SOURCE INFORMATION:
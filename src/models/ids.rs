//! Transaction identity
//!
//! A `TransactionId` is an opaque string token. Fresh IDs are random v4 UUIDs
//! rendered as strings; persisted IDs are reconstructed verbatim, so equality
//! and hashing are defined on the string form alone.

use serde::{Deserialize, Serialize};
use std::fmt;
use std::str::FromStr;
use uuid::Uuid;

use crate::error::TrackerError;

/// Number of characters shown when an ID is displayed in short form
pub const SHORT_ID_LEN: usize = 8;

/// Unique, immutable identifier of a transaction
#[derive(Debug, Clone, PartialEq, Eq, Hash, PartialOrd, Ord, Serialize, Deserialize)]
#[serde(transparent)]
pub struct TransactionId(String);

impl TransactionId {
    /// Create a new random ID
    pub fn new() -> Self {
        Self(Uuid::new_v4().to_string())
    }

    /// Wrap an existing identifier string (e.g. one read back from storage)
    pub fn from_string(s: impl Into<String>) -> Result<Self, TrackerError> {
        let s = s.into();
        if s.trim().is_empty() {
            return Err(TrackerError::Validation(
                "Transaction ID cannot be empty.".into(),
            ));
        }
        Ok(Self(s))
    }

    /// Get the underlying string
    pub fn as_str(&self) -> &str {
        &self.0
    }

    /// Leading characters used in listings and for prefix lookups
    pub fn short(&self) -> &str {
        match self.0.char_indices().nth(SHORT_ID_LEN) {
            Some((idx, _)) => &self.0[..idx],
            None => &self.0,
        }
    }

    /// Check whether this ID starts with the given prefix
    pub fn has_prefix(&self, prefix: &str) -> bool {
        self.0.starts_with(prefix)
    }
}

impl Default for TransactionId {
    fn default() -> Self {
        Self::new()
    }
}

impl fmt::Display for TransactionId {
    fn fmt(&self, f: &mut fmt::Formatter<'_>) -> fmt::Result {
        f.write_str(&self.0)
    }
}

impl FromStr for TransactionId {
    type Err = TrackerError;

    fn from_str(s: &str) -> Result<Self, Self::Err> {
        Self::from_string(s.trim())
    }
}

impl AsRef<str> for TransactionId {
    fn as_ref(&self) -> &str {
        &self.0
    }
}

WORK ORDER: Reprint exactly the lines above that start at the one with "of a transaction" and end at the one with "pub fn as_str(&self)", keeping both and adding none.

THE ANSWER:
/// Unique, immutable identifier of a transaction
#[derive(Debug, Clone, PartialEq, Eq, Hash, PartialOrd, Ord, Serialize, Deserialize)]
#[serde(transparent)]
pub struct TransactionId(String);

impl TransactionId {
    /// Create a new random ID
    pub fn new() -> Self {
        Self(Uuid::new_v4().to_string())
    }

    /// Wrap an existing identifier string (e.g. one read back from storage)
    pub fn from_string(s: impl Into<String>) -> Result<Self, TrackerError> {
        let s = s.into();
        if s.trim().is_empty() {
            return Err(TrackerError::Validation(
                "Transaction ID cannot be empty.".into(),
            ));
        }
        Ok(Self(s))
    }

    /// Get the underlying string
    pub fn as_str(&self) -> &str {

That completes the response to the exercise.